A method for increasing storage density and capacity in automated tape libraries is to stack tape cartridges in depth, one behind the other. The slots that hold these tape cartridges can be described as deep storage slots that allow for more than one tape cartridge to be stored in depth. Deep storage slots require a pushing mechanism to push a tape cartridge to the front opening of the deep storage slot as a front tape cartridge in order to position the front tape cartridge where a library robotic accessor can pick the front tape cartridge for placement into a tape drive or another library slot. An issue to be addressed for retaining tape cartridges in a deep storage slot is to ensure the push of the front tape cartridge to the front of the deep storage slot does not push the front tape cartridge out of the deep storage slot and onto the library floor. This is particularly relevant to pushing mechanisms that have a continuous force pushing the tape cartridge(s) toward the deep storage slot opening, such as, for example, by a spring or by gravity.

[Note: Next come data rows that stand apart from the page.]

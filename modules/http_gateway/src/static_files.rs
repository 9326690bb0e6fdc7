//! The `static.fileserver` module: serves a directory under a route
//! prefix, wired to a router by the standard precedence.

use std::path::PathBuf;
use std::sync::Arc;

use async_trait::async_trait;
use axum::extract::Request;
use axum::http::{Method, StatusCode, Uri};
use axum::response::{IntoResponse, Response};
use serde::Deserialize;
use tower::ServiceExt;
use tower_http::services::ServeDir;
use tracing::info;

use flowkit::{Module, ModuleCtx, WireableModule};

use crate::capabilities::{HttpHandler, RouteSpec};
use crate::wiring::select_router;

#[derive(Debug, Clone, Deserialize)]
#[serde(deny_unknown_fields)]
pub struct StaticFileServerConfig {
    /// Directory to serve, resolved against the config file's directory.
    pub dir: String,
    #[serde(default = "default_prefix", rename = "routePrefix")]
    pub route_prefix: String,
    #[serde(default)]
    pub router: Option<String>,
}

fn default_prefix() -> String {
    "/static".to_string()
}

struct StaticFilesHandler {
    serve_dir: ServeDir,
    prefix: String,
}

#[async_trait]
impl HttpHandler for StaticFilesHandler {
    async fn handle(&self, req: Request) -> Response {
        // The route matches `<prefix>/{*path}`; ServeDir expects the path
        // relative to the prefix.
        let path = req.uri().path();
        let relative = path
            .strip_prefix(self.prefix.as_str())
            .unwrap_or(path)
            .to_string();
        let relative = if relative.is_empty() {
            "/".to_string()
        } else {
            relative
        };

        let uri: Uri = match relative.parse() {
            Ok(uri) => uri,
            Err(_) => return StatusCode::BAD_REQUEST.into_response(),
        };
        let (mut parts, body) = req.into_parts();
        parts.uri = uri;
        let req = Request::from_parts(parts, body);

        match self.serve_dir.clone().oneshot(req).await {
            Ok(resp) => resp.map(axum::body::Body::new),
            Err(infallible) => match infallible {},
        }
    }
}

pub struct StaticFileServerModule {
    name: String,
    state: parking_lot::RwLock<Option<(StaticFileServerConfig, PathBuf)>>,
}

impl StaticFileServerModule {
    pub fn new(name: &str) -> Self {
        Self {
            name: name.to_string(),
            state: parking_lot::RwLock::new(None),
        }
    }
}

#[async_trait]
impl Module for StaticFileServerModule {
    fn name(&self) -> &str {
        &self.name
    }

    async fn init(&self, ctx: &ModuleCtx) -> anyhow::Result<()> {
        let cfg: StaticFileServerConfig = ctx.config()?;
        let dir = ctx.resolve_path(&cfg.dir);
        if !dir.is_dir() {
            anyhow::bail!(
                "static file server '{}': '{}' is not a directory",
                self.name,
                dir.display()
            );
        }
        *self.state.write() = Some((cfg, dir));
        Ok(())
    }

    fn as_any(&self) -> &dyn std::any::Any {
        self
    }

    fn as_wireable(&self) -> Option<&dyn WireableModule> {
        Some(self)
    }
}

impl WireableModule for StaticFileServerModule {
    fn wire(&self, ctx: &ModuleCtx) -> anyhow::Result<()> {
        let (cfg, dir) = self
            .state
            .read()
            .clone()
            .ok_or_else(|| anyhow::anyhow!("static file server '{}' not initialized", self.name))?;

        let (router_name, router) = select_router(ctx, cfg.router.as_deref())?;

        let prefix = cfg.route_prefix.trim_end_matches('/').to_string();
        let handler = Arc::new(StaticFilesHandler {
            serve_dir: ServeDir::new(&dir),
            prefix: prefix.clone(),
        }) as Arc<dyn HttpHandler>;

        router.add_route(RouteSpec::new(
            Method::GET,
            format!("{prefix}/{{*path}}"),
            handler,
        ))?;
        info!(
            module = %self.name,
            router = %router_name,
            dir = %dir.display(),
            prefix = %prefix,
            "Static file server wired"
        );
        Ok(())
    }
}

#[cfg(test)]
mod tests {
    use super::*;
    use crate::capabilities::RouterService;
    use crate::router::HttpRouterModule;
    use flowkit::{EngineCtx, EventBus, ServiceRegistry};
    use tokio_util::sync::CancellationToken;

    #[tokio::test]
    async fn serves_files_under_prefix() {
        let dir = tempfile::tempdir().unwrap();
        std::fs::write(dir.path().join("hello.txt"), "hi there").unwrap();

        let registry = Arc::new(ServiceRegistry::new());
        let router = HttpRouterModule::new("api");
        registry
            .register("api".to_string(), router.inner() as Arc<dyn RouterService>)
            .unwrap();

        let module = StaticFileServerModule::new("assets");
        let ctx = ModuleCtx::new(
            "assets",
            serde_json::json!({ "dir": dir.path().to_str().unwrap() }),
            vec![],
            Default::default(),
            EngineCtx::new(
                registry.clone(),
                EventBus::new(),
                CancellationToken::new(),
                PathBuf::from("."),
            ),
        );
        module.init(&ctx).await.unwrap();
        module.wire(&ctx).unwrap();

        let svc: Arc<dyn RouterService> = registry.get("api").unwrap();
        let resp = svc
            .build()
            .oneshot(
                axum::http::Request::get("/static/hello.txt")
                    .body(axum::body::Body::empty())
                    .unwrap(),
            )
            .await
            .unwrap();
        assert_eq!(resp.status(), StatusCode::OK);
        let bytes = axum::body::to_bytes(resp.into_body(), 4096).await.unwrap();
        assert_eq!(&bytes[..], b"hi there");
    }

    #[tokio::test]
    async fn missing_directory_fails_init() {
        let registry = Arc::new(ServiceRegistry::new());
        let module = StaticFileServerModule::new("assets");
        let ctx = ModuleCtx::new(
            "assets",
            serde_json::json!({ "dir": "/definitely/not/here" }),
            vec![],
            Default::default(),
            EngineCtx::new(
                registry,
                EventBus::new(),
                CancellationToken::new(),
                PathBuf::from("."),
            ),
        );
        assert!(module.init(&ctx).await.is_err());
    }
}
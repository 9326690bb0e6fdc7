//! # FlowKit - Declarative Workflow Orchestration Kernel
//!
//! The kernel assembles heterogeneous modules (HTTP servers, routers,
//! brokers, state machines, schedulers, pipelines) from a single
//! configuration document and coordinates their lifecycle.
//!
//! ## Lifecycle
//!
//! `Engine::build_from_config` drives the build phases:
//! validate → instantiate → init (topological order of `dependsOn`,
//! alphabetical tie-break) → post-init wiring → workflow sections →
//! triggers → pipelines. `Engine::start` starts stateful modules and then
//! triggers; `Engine::stop` tears everything down in reverse.
//!
//! ## Wiring
//!
//! Modules publish named services into the [`ServiceRegistry`] during
//! `init`. Consumers resolve them in the post-init wiring pass, when the
//! registry is guaranteed complete. Optional consumers late-bind in
//! `start`.
//!
//! ## Basic module example
//!
//! ```rust,ignore
//! use flowkit::{Module, ModuleCtx};
//!
//! struct EchoHandler { name: String }
//!
//! #[flowkit::async_trait]
//! impl Module for EchoHandler {
//!     fn name(&self) -> &str { &self.name }
//!     async fn init(&self, ctx: &ModuleCtx) -> anyhow::Result<()> {
//!         ctx.registry().register(self.name.clone(), my_callable)?;
//!         Ok(())
//!     }
//!     fn as_any(&self) -> &dyn std::any::Any { self }
//! }
//! ```

pub use anyhow::Result;
pub use async_trait::async_trait;

pub mod config;
pub mod contracts;
pub mod engine;
pub mod error;
pub mod events;
pub mod factory;
pub mod graph;
pub mod health;
pub mod metrics;
pub mod registry;
pub mod template;

pub use config::{ModuleConfig, SecretsSource, WorkflowConfig};
pub use contracts::{
    CallContract, Callable, EngineCtx, JsonMap, Module, ModuleCtx, StatefulModule, Trigger,
    TriggerCtx, WireableModule, WorkflowDispatcher, WorkflowHandler,
};
pub use engine::{Engine, EngineOptions};
pub use error::{ConfigError, EngineError, ErrorBody, ErrorKind, WorkflowError};
pub use events::{Event, EventBus, EventStream};
pub use factory::{ModuleFactory, TriggerFactory};
pub use health::{HealthCheck, HealthRegistry, HealthReport, HealthStatus};
pub use metrics::WorkflowMetrics;
pub use registry::{RegistryError, ServiceRegistry};

/// Well-known service names used by the post-init wiring protocol.
pub mod wellknown {
    /// Shared prometheus registry published by the engine.
    pub const METRICS_REGISTRY: &str = "metrics.registry";
    /// Shared health-check registry published by the engine.
    pub const HEALTH_REGISTRY: &str = "health.registry";
}
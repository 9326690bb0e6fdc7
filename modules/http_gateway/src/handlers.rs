//! Terminal handler modules: `http.handler` (callable-backed or fixed
//! response) and `http.simple_proxy`.

use std::collections::HashMap;
use std::sync::Arc;

use arc_swap::ArcSwapOption;
use async_trait::async_trait;
use axum::extract::{Query, Request};
use axum::http::StatusCode;
use axum::response::{IntoResponse, Response};
use serde::Deserialize;
use tracing::warn;

use flowkit::{Callable, JsonMap, Module, ModuleCtx, ServiceRegistry};

use crate::capabilities::{error_response, HttpHandler};

/// Decode a request into a callable parameter map: JSON body fields merged
/// with query parameters (body wins on conflict).
pub(crate) async fn request_params(req: Request) -> anyhow::Result<JsonMap> {
    use axum::extract::FromRequestParts;

    let (mut parts, body) = req.into_parts();

    let mut params = JsonMap::new();
    if let Ok(Query(query)) = Query::<HashMap<String, String>>::try_from_uri(&parts.uri) {
        for (k, v) in query {
            params.insert(k, serde_json::Value::String(v));
        }
    }
    if let Ok(raw_params) =
        axum::extract::RawPathParams::from_request_parts(&mut parts, &()).await
    {
        for (k, v) in raw_params.iter() {
            params.insert(k.to_string(), serde_json::Value::String(v.to_string()));
        }
    }

    let bytes = axum::body::to_bytes(body, 2 * 1024 * 1024).await?;
    if !bytes.is_empty() {
        match serde_json::from_slice::<serde_json::Value>(&bytes) {
            Ok(serde_json::Value::Object(map)) => {
                for (k, v) in map {
                    params.insert(k, v);
                }
            }
            Ok(other) => {
                params.insert("body".to_string(), other);
            }
            Err(e) => anyhow::bail!("request body is not valid JSON: {e}"),
        }
    }

    Ok(params)
}

fn default_status() -> u16 {
    200
}

#[derive(Debug, Clone, Deserialize, Default)]
#[serde(deny_unknown_fields)]
pub struct HttpHandlerConfig {
    /// Service name of a callable to invoke; mutually exclusive with a
    /// fixed `response`.
    #[serde(default)]
    pub component: Option<String>,
    #[serde(default)]
    pub response: Option<serde_json::Value>,
    #[serde(default = "default_status")]
    pub status: u16,
}

struct ConfiguredHandler {
    registry: Arc<ServiceRegistry>,
    cfg: HttpHandlerConfig,
}

#[async_trait]
impl HttpHandler for ConfiguredHandler {
    async fn handle(&self, req: Request) -> Response {
        if let Some(component) = &self.cfg.component {
            let callable: Arc<dyn Callable> = match self.registry.get(component) {
                Ok(c) => c,
                Err(e) => {
                    warn!(component = %component, error = %e, "Handler component missing");
                    let err = anyhow::Error::from(e);
                    return error_response(&err);
                }
            };
            let params = match request_params(req).await {
                Ok(p) => p,
                Err(e) => {
                    return (StatusCode::BAD_REQUEST, e.to_string()).into_response();
                }
            };
            return match callable.execute(params).await {
                Ok(result) => axum::Json(serde_json::Value::Object(result)).into_response(),
                Err(e) => error_response(&e),
            };
        }

        let status =
            StatusCode::from_u16(self.cfg.status).unwrap_or(StatusCode::OK);
        match &self.cfg.response {
            Some(body) => (status, axum::Json(body.clone())).into_response(),
            None => status.into_response(),
        }
    }
}

/// Fixed-response handler, also used by built-in endpoints in tests.
pub struct StaticResponseHandler {
    status: StatusCode,
    body: serde_json::Value,
}

impl StaticResponseHandler {
    pub fn ok() -> Self {
        Self {
            status: StatusCode::OK,
            body: serde_json::json!({"status": "ok"}),
        }
    }
}

#[async_trait]
impl HttpHandler for StaticResponseHandler {
    async fn handle(&self, _req: Request) -> Response {
        (self.status, axum::Json(self.body.clone())).into_response()
    }
}

/// The `http.handler` module.
pub struct HttpHandlerModule {
    name: String,
}

impl HttpHandlerModule {
    pub fn new(name: &str) -> Self {
        Self {
            name: name.to_string(),
        }
    }
}

#[async_trait]
impl Module for HttpHandlerModule {
    fn name(&self) -> &str {
        &self.name
    }

    async fn init(&self, ctx: &ModuleCtx) -> anyhow::Result<()> {
        let cfg: HttpHandlerConfig = ctx.config()?;
        if cfg.component.is_some() && cfg.response.is_some() {
            anyhow::bail!(
                "handler '{}' sets both 'component' and 'response'",
                self.name
            );
        }
        let handler: Arc<dyn HttpHandler> = Arc::new(ConfiguredHandler {
            registry: ctx.registry().clone(),
            cfg,
        });
        ctx.registry().register(self.name.clone(), handler)?;
        Ok(())
    }

    fn as_any(&self) -> &dyn std::any::Any {
        self
    }
}

// ---------------- simple proxy ----------------

#[derive(Debug, Clone, Deserialize)]
#[serde(deny_unknown_fields)]
pub struct SimpleProxyConfig {
    /// Upstream base URL, e.g. `http://127.0.0.1:9000`.
    pub upstream: String,
    #[serde(default = "default_proxy_timeout", rename = "timeoutSecs")]
    pub timeout_secs: u64,
}

fn default_proxy_timeout() -> u64 {
    30
}

struct ProxyHandler {
    upstream: String,
    client: reqwest::Client,
}

#[async_trait]
impl HttpHandler for ProxyHandler {
    async fn handle(&self, req: Request) -> Response {
        let method = req.method().clone();
        let path_and_query = req
            .uri()
            .path_and_query()
            .map(|pq| pq.as_str().to_string())
            .unwrap_or_else(|| "/".to_string());
        let url = format!("{}{}", self.upstream.trim_end_matches('/'), path_and_query);

        let content_type = req
            .headers()
            .get(axum::http::header::CONTENT_TYPE)
            .cloned();
        let body = match axum::body::to_bytes(req.into_body(), 8 * 1024 * 1024).await {
            Ok(bytes) => bytes,
            Err(e) => return (StatusCode::BAD_REQUEST, e.to_string()).into_response(),
        };

        let reqwest_method = match reqwest::Method::from_bytes(method.as_str().as_bytes()) {
            Ok(m) => m,
            Err(_) => return StatusCode::METHOD_NOT_ALLOWED.into_response(),
        };
        let mut upstream_req = self.client.request(reqwest_method, &url).body(body.to_vec());
        if let Some(ct) = content_type.as_ref().and_then(|v| v.to_str().ok()) {
            upstream_req = upstream_req.header(reqwest::header::CONTENT_TYPE, ct);
        }

        match upstream_req.send().await {
            Ok(upstream_resp) => {
                let status = StatusCode::from_u16(upstream_resp.status().as_u16())
                    .unwrap_or(StatusCode::BAD_GATEWAY);
                let content_type = upstream_resp
                    .headers()
                    .get(reqwest::header::CONTENT_TYPE)
                    .and_then(|v| v.to_str().ok())
                    .map(str::to_string);
                match upstream_resp.bytes().await {
                    Ok(bytes) => {
                        let mut resp = (status, bytes.to_vec()).into_response();
                        if let Some(ct) = content_type.and_then(|ct| {
                            axum::http::HeaderValue::from_str(&ct).ok()
                        }) {
                            resp.headers_mut()
                                .insert(axum::http::header::CONTENT_TYPE, ct);
                        }
                        resp
                    }
                    Err(e) => (StatusCode::BAD_GATEWAY, e.to_string()).into_response(),
                }
            }
            Err(e) => {
                warn!(url = %url, error = %e, "Proxy upstream request failed");
                (StatusCode::BAD_GATEWAY, e.to_string()).into_response()
            }
        }
    }
}

/// The `http.simple_proxy` module.
pub struct SimpleProxyModule {
    name: String,
}

impl SimpleProxyModule {
    pub fn new(name: &str) -> Self {
        Self {
            name: name.to_string(),
        }
    }
}

#[async_trait]
impl Module for SimpleProxyModule {
    fn name(&self) -> &str {
        &self.name
    }

    async fn init(&self, ctx: &ModuleCtx) -> anyhow::Result<()> {
        let cfg: SimpleProxyConfig = ctx.config()?;
        let client = reqwest::Client::builder()
            .timeout(std::time::Duration::from_secs(cfg.timeout_secs))
            .build()?;
        let handler: Arc<dyn HttpHandler> = Arc::new(ProxyHandler {
            upstream: cfg.upstream,
            client,
        });
        ctx.registry().register(self.name.clone(), handler)?;
        Ok(())
    }

    fn as_any(&self) -> &dyn std::any::Any {
        self
    }
}
use serde::{Deserialize, Serialize};
use thiserror::Error;

/// Structured errors for the engine build and run phases.
#[derive(Debug, Error)]
pub enum EngineError {
    // Build/validation errors
    #[error("duplicate module name '{0}'")]
    DuplicateModule(String),
    #[error("module '{module}' depends on unknown '{depends_on}'")]
    UnknownDependency { module: String, depends_on: String },
    #[error("unknown module type '{type_tag}' for module '{module}'")]
    UnknownType { module: String, type_tag: String },
    #[error("cyclic dependency detected: {}", path.join(" -> "))]
    CycleDetected { path: Vec<String> },
    #[error("no workflow handler claims kind '{0}'")]
    UnclaimedWorkflow(String),
    #[error("unknown trigger kind '{0}'")]
    UnknownTriggerKind(String),

    // Phase errors with module context
    #[error("instantiation failed for module '{module}'")]
    Instantiate {
        module: String,
        #[source]
        source: anyhow::Error,
    },
    #[error("initialization failed for module '{module}'")]
    Init {
        module: String,
        #[source]
        source: anyhow::Error,
    },
    #[error("wiring failed for module '{module}'")]
    Wire {
        module: String,
        #[source]
        source: anyhow::Error,
    },
    #[error("workflow configuration failed for kind '{kind}'")]
    ConfigureWorkflow {
        kind: String,
        #[source]
        source: anyhow::Error,
    },
    #[error("trigger configuration failed for '{kind}'")]
    ConfigureTrigger {
        kind: String,
        #[source]
        source: anyhow::Error,
    },
    #[error("start failed for '{name}'")]
    Start {
        name: String,
        #[source]
        source: anyhow::Error,
    },
    #[error("stop failed for '{name}'")]
    Stop {
        name: String,
        #[source]
        source: anyhow::Error,
    },

    #[error(transparent)]
    Config(#[from] ConfigError),
}

/// Configuration violation naming the offending path.
#[derive(Debug, Error)]
#[error("invalid configuration at '{path}': {message}")]
pub struct ConfigError {
    pub path: String,
    pub message: String,
}

impl ConfigError {
    pub fn new(path: impl Into<String>, message: impl Into<String>) -> Self {
        Self {
            path: path.into(),
            message: message.into(),
        }
    }
}

/// Error kinds surfaced on user-visible edges (HTTP responses, logs).
#[derive(Debug, Clone, Copy, PartialEq, Eq, Serialize, Deserialize)]
#[serde(rename_all = "snake_case")]
pub enum ErrorKind {
    ConfigInvalid,
    InitFailure,
    NotFound,
    InvalidTransition,
    Transient,
    Permanent,
    Cancelled,
    PersistenceDegraded,
}

/// A kinded failure raised by workflow handlers, carried through
/// `anyhow::Error` chains so edges (HTTP triggers) can map it to a status
/// code and structured body without knowing the originating crate.
#[derive(Debug, Error)]
#[error("{message}")]
pub struct WorkflowError {
    pub kind: ErrorKind,
    pub message: String,
    pub details: serde_json::Value,
}

impl WorkflowError {
    pub fn new(kind: ErrorKind, message: impl Into<String>) -> Self {
        Self {
            kind,
            message: message.into(),
            details: serde_json::Value::Null,
        }
    }

    pub fn with_details(mut self, details: serde_json::Value) -> Self {
        self.details = details;
        self
    }

    pub fn http_status(&self) -> u16 {
        match self.kind {
            ErrorKind::NotFound => 404,
            ErrorKind::InvalidTransition => 409,
            ErrorKind::ConfigInvalid => 400,
            ErrorKind::Permanent => 422,
            ErrorKind::Transient | ErrorKind::PersistenceDegraded => 503,
            ErrorKind::Cancelled => 499,
            ErrorKind::InitFailure => 500,
        }
    }

    pub fn body(&self) -> ErrorBody {
        ErrorBody {
            error: self.kind,
            message: self.message.clone(),
            details: self.details.clone(),
        }
    }
}

/// The wire shape of a user-visible failure.
#[derive(Debug, Clone, Serialize, Deserialize)]
pub struct ErrorBody {
    pub error: ErrorKind,
    pub message: String,
    #[serde(default, skip_serializing_if = "serde_json::Value::is_null")]
    pub details: serde_json::Value,
}

impl ErrorBody {
    pub fn new(error: ErrorKind, message: impl Into<String>) -> Self {
        Self {
            error,
            message: message.into(),
            details: serde_json::Value::Null,
        }
    }

    pub fn with_details(mut self, details: serde_json::Value) -> Self {
        self.details = details;
        self
    }
}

A widely used known solution for cartridge retention in tape libraries is to have a snap that engages in a notch on a side of a single tape cartridge within a tape slot. This snap is usually an integral part of the plastic slot material and snaps into a retention recess in a particular tape cartridge. This method of retention is an adequate solution for retaining a single tape cartridge, but is deficient when deep storage slots with multiple cartridges are used. The reason is that the retention snap must provide enough retention force to prevent the tape cartridge(s) from being pushed out of the slot by the continuous force mechanism. For the deep storage slot to function properly, when the front tape cartridge in a deep storage slot is removed the remaining tape cartridge(s) in the deep storage slot must be pushed forward to the slot opening. If the retention snap can prevent a single tape cartridge from being pushed out of the cell, then this snap also provides enough force to prevent the other tape cartridge(s) from moving past the snap at all toward the slot opening. In other words, the retention snap defeats the pushing mechanism for allowing the tape cartridge(s) to be positioned at the front of the deep storage slot for cartridge access.
Another known solution uses internal retaining hooks to retain tape cartridges in a deep storage slot with a continuous force pushing the tape cartridges out of the cell. A problem that has been seen with this solution is that when the retaining hooks have a flexible force that is movable by a cartridge accessor, this force becomes very light and the continuous force that moves the tape cartridges can overcome these retaining hooks, and push the tape cartridges through the hooks out of the slot. In order for this to work effectively the strength of the retaining hooks must be significantly high. In order for the cartridge accessor to push these hooks open, it must be very robust and have significant power that is cost prohibitive. A further complication with this solution is that when a tape cartridge is being removed from the deep storage slot by the cartridge accessor, the continuous force pushes the tape cartridges to the front on the deep storage slot simultaneously. Because these tape cartridges are being pushed together, there is little to no space between the tape cartridges in order for the retention hooks to engage the second cartridge reliably.